[TRY IT]
Wherever the word "KeyKind" shows up in the data, report the line it sits in.
--- EXTRACTED MATERIAL Enclosed Below ---
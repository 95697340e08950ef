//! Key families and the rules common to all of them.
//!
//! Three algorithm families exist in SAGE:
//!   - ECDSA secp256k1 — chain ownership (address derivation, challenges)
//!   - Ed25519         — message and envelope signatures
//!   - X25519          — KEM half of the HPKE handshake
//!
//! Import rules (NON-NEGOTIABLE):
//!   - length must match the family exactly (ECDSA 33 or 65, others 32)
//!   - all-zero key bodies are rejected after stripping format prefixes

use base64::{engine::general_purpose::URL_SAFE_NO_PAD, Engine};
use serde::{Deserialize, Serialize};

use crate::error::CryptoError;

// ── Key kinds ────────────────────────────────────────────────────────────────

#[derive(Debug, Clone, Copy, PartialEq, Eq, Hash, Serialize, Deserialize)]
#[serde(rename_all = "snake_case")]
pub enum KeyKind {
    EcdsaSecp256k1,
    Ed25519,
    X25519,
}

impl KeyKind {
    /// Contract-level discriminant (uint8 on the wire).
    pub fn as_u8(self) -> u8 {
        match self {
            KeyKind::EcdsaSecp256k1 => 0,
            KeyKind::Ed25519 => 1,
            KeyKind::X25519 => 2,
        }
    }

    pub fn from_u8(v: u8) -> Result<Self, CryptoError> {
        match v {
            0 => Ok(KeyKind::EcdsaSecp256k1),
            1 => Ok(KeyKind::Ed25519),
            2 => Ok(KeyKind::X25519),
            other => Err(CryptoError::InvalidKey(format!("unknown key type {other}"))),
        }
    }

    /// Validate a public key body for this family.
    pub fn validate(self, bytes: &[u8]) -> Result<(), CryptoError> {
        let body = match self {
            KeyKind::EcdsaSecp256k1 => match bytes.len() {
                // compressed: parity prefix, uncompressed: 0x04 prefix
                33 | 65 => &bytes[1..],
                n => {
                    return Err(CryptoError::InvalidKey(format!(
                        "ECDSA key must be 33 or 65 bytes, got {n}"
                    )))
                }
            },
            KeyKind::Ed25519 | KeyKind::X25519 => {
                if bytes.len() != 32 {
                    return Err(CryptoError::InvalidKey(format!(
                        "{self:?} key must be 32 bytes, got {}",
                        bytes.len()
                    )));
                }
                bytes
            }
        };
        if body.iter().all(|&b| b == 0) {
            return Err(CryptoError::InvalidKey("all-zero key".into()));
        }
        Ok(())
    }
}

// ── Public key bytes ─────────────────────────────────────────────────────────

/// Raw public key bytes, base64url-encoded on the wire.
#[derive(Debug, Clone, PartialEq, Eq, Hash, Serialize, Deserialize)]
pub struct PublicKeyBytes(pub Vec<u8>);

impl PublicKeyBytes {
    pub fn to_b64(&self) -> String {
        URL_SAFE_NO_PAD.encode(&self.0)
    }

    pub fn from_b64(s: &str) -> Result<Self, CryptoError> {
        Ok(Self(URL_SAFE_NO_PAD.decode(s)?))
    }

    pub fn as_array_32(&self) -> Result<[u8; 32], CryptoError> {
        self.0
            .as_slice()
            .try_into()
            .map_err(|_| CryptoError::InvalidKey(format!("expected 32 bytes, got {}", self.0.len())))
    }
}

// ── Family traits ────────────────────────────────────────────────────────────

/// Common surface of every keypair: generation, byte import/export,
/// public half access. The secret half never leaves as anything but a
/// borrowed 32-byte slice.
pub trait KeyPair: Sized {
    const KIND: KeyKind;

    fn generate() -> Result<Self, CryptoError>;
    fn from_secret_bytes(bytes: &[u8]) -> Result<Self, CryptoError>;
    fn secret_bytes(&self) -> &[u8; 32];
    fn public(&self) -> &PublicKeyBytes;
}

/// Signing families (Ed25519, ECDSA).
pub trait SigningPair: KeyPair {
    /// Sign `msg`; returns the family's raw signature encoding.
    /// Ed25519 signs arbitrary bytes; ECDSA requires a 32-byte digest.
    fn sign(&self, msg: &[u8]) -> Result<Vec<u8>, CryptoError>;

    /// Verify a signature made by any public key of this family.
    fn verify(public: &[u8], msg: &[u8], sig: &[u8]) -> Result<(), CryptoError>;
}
--- End of Enclosed EXTRACTED MATERIAL ---
[SOLUTION TO THE PROBLEM]
pub enum KeyKind {
impl KeyKind {
            KeyKind::EcdsaSecp256k1 => 0,
            KeyKind::Ed25519 => 1,
            KeyKind::X25519 => 2,
            0 => Ok(KeyKind::EcdsaSecp256k1),
            1 => Ok(KeyKind::Ed25519),
            2 => Ok(KeyKind::X25519),
            KeyKind::EcdsaSecp256k1 => match bytes.len() {
            KeyKind::Ed25519 | KeyKind::X25519 => {
    const KIND: KeyKind;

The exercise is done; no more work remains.